The Perovskite Solar Cell Of The Future Is Here

The natural mineral perovskite was discovered in the 1839. Nothing much happened in terms of solar technology until 2009, when a research team in Japan showed that perovskite crystals could be deployed in a solar cell (see more perovskite background here).

The solar conversion efficiency of their new device was a measly 3.8%, but it was a good start. Since then, conversion efficiency has shot up into the 20% range as the scope of research expands.

One promising pathway is to combine perovskites with the more conventional solar material, silicon. Silicon is pricier and more efficient, and perovskites are less expensive but less efficient. Combining the two materials in the right balance would lower the cost of solar cells while maintaining a reasonable degree of efficiency.

Oxford PV Applies Unprecedented Perovskite Solar Cells To Residential Rooftops

The UK firm Oxford PV, a spin-off based on Oxford University perovskite solar cell research, is among those working on tandem silicon-perovskite solar cells. In the latest development, Oxford PV reports that its new residential-sized solar module has achieved an”unprecedented” solar conversion efficiency of 26.9%.

“The breakthrough double-glass module, with a designated area just over 1.6 m2, weighs under 25 kg and is an ideal size for residential applications,” Oxford PV explained in a press statement dated June 20.

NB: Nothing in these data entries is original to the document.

use hhcf_core::constants::TWO_PI;
use hhcf_core::errors::HhcfError;
use hhcf_spec::{
    accuracy_report, execute, run, AccuracyWindow, DerivedParameters, Field, FtNormalization,
    PhysicalParameters, RunOutputs, RunSink, SpectrumModel, TransformMethod,
};
use ndarray::Array1;

fn scenario(method: TransformMethod) -> PhysicalParameters {
    PhysicalParameters {
        temperature: 300.0,
        volumic_mass: 1000.0,
        surface_tension: 0.07,
        kappa: 1e-19,
        area: 1e-12,
        resolution: 256,
        is_accuracy_test: true,
        ft_normalization: FtNormalization::Symmetric,
        spectrum_function: SpectrumModel::Base,
        inverse_fourier_transform_method: method,
    }
}

#[derive(Default)]
struct RecordingSink {
    events: Vec<&'static str>,
    derived: Option<DerivedParameters>,
    correlation_shape: Option<Vec<usize>>,
}

impl RunSink for RecordingSink {
    fn export_derived(
        &mut self,
        _parameters: &PhysicalParameters,
        derived: &DerivedParameters,
    ) -> Result<(), HhcfError> {
        self.events.push("derived");
        self.derived = Some(*derived);
        Ok(())
    }

    fn export_fields(&mut self, outputs: &RunOutputs) -> Result<(), HhcfError> {
        self.events.push("fields");
        self.correlation_shape = Some(outputs.correlation.shape().to_vec());
        Ok(())
    }
}

#[test]
fn planar_run_produces_aligned_fields() {
    let outputs = run(&scenario(TransformMethod::Real2d)).unwrap();
    assert_eq!(outputs.spectrum.shape(), &[256, 256]);
    assert_eq!(outputs.correlation.shape(), &[256, 256]);
    assert!(outputs.correlation.iter().all(f64::is_finite));
    assert!(outputs.spectrum.iter().all(|s| s > 0.0));
    let expected_factor = 1e-6 / TWO_PI;
    assert!((outputs.normalization_factor - expected_factor).abs() / expected_factor < 1e-12);

    let reference = outputs.reference.as_ref().unwrap();
    assert_eq!(reference.shape(), &[256, 256]);
    assert!(reference.iter().all(|c| c >= 0.0));
}

#[test]
fn accuracy_window_on_default_grid_is_fully_degenerate() {
    // With the distance grid reaching kilometres, the reference decays below
    // the smallest subnormal everywhere inside the central window.
    let outputs = run(&scenario(TransformMethod::Real2d)).unwrap();
    let report = outputs.accuracy.unwrap();
    assert_eq!(report.window, AccuracyWindow { start: 25, end: 231 });
    assert_eq!(report.compared, 0);
    assert_eq!(report.degenerate, 206 * 206);
    assert_eq!(report.max_relative_error, None);
    assert!(!report.within_tolerance);
}

#[test]
fn linear_run_stays_one_dimensional() {
    let outputs = run(&scenario(TransformMethod::Real1d)).unwrap();
    assert_eq!(outputs.correlation.shape(), &[256]);
    assert_eq!(outputs.grids.distance.axis().len(), 256);
    let report = outputs.accuracy.unwrap();
    assert_eq!(report.degenerate + report.compared, 206);
}

#[test]
fn plain_run_skips_reference() {
    let mut params = scenario(TransformMethod::Real2d);
    params.is_accuracy_test = false;
    params.resolution = 32;
    let outputs = run(&params).unwrap();
    assert!(outputs.reference.is_none());
    assert!(outputs.accuracy.is_none());
    assert_eq!(outputs.correlation.shape(), &[32, 32]);
}

#[test]
fn sink_receives_derived_then_fields() {
    let mut params = scenario(TransformMethod::Real2d);
    params.resolution = 64;
    let mut sink = RecordingSink::default();
    let outputs = execute(&params, &mut sink).unwrap();
    assert_eq!(sink.events, vec!["derived", "fields"]);
    assert_eq!(sink.derived, Some(outputs.derived));
    assert_eq!(sink.correlation_shape, Some(vec![64, 64]));
}

#[test]
fn failed_run_exports_nothing() {
    let mut params = scenario(TransformMethod::Real1d);
    params.surface_tension = -1.0;
    let mut sink = RecordingSink::default();
    let err = execute(&params, &mut sink).unwrap_err();
    assert!(matches!(err, HhcfError::InvalidParameter(_)));
    assert!(sink.events.is_empty());
}

#[test]
fn synthetic_report_measures_relative_error() {
    let reference = Field::OneD(Array1::from_elem(20, 2.0));
    let mut perturbed = Array1::from_elem(20, 2.0);
    perturbed[5] = 2.1;
    // outside the [2, 18) window
    perturbed[0] = 100.0;
    let report = accuracy_report(&Field::OneD(perturbed), &reference, 0.05).unwrap();
    assert_eq!(report.window, AccuracyWindow { start: 2, end: 18 });
    assert_eq!(report.compared, 16);
    assert_eq!(report.degenerate, 0);
    let max = report.max_relative_error.unwrap();
    assert!((max - 0.05).abs() < 1e-12);
    assert!((report.mean_relative_error.unwrap() - 0.05 / 16.0).abs() < 1e-12);

    let mismatch = accuracy_report(&Field::OneD(Array1::zeros(3)), &reference, 0.05);
    assert!(matches!(mismatch, Err(HhcfError::Numerical(_))));
}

The figure of 26.9% was confirmed independently by Fraunhofer CalLab, an accredited solar calibration laboratory.

The new module is made from solar cells that layer perovskite on silicon. According to Oxford PV, the figure of 26.9% is well above the current status of silicon alone, which the company puts at about 25% efficiency for the most advanced modules.

With Great Efficiency Comes Lower Costs

A gain of 1.6% conversion efficiency may seem like small potatoes, but with greater conversion efficiency comes the same amount of solar power in a smaller footprint. That can translate into lower costs for manufacturing, transportation, and installation.

The increased efficiency also means that fewer solar panels are needed to provide the same power output. That could open up the market to smaller or partially shaded rooftops.

“Homeowners along with commercial and utility customers will all benefit from upwards of 20% more power with the same footprint,” emphasized Oxford CEO David Ward.

“Not only does this save installation costs, it also speeds up the decarbonisation journey and can contribute to the global energy transition in a meaningful way,” he added.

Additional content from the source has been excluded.